TO DO: All entries are to be returned verbatim.

::: RECORDS SUPPLIED :::

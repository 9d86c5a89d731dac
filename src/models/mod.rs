//! Data models for the employee backend.

mod employee;

pub use employee::*;
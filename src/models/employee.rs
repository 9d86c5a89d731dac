//! Employee model exposed over the HTTP API.

use serde::{Deserialize, Serialize};

/// An employee record.
///
/// The identifier is assigned by the service on creation and preserved by
/// updates; client-supplied ids are ignored. Unknown body fields are dropped
/// on decode rather than rejected.
#[derive(Debug, Clone, Serialize, Deserialize)]
pub struct Employee {
    #[serde(default, skip_serializing_if = "String::is_empty")]
    pub id: String,
    #[serde(default, skip_serializing_if = "Option::is_none")]
    pub name: Option<String>,
    #[serde(default, skip_serializing_if = "Option::is_none")]
    pub department: Option<String>,
}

:::

THE COMPLETED TASK:
repository 9d86c5a89d731dac
filename src/models/mod.rs
//! Data models for the employee backend.

mod employee;

pub use employee::*;
filename src/models/employee.rs
repository 9d86c5a89d731dac
//! Employee model exposed over the HTTP API.

use serde::{Deserialize, Serialize};

/// An employee record.
///
/// The identifier is assigned by the service on creation and preserved by
/// updates; client-supplied ids are ignored. Unknown body fields are dropped
/// on decode rather than rejected.
#[derive(Debug, Clone, Serialize, Deserialize)]
pub struct Employee {
    #[serde(default, skip_serializing_if = "String::is_empty")]
    pub id: String,
    #[serde(default, skip_serializing_if = "Option::is_none")]
    pub name: Option<String>,
    #[serde(default, skip_serializing_if = "Option::is_none")]
    pub department: Option<String>,
}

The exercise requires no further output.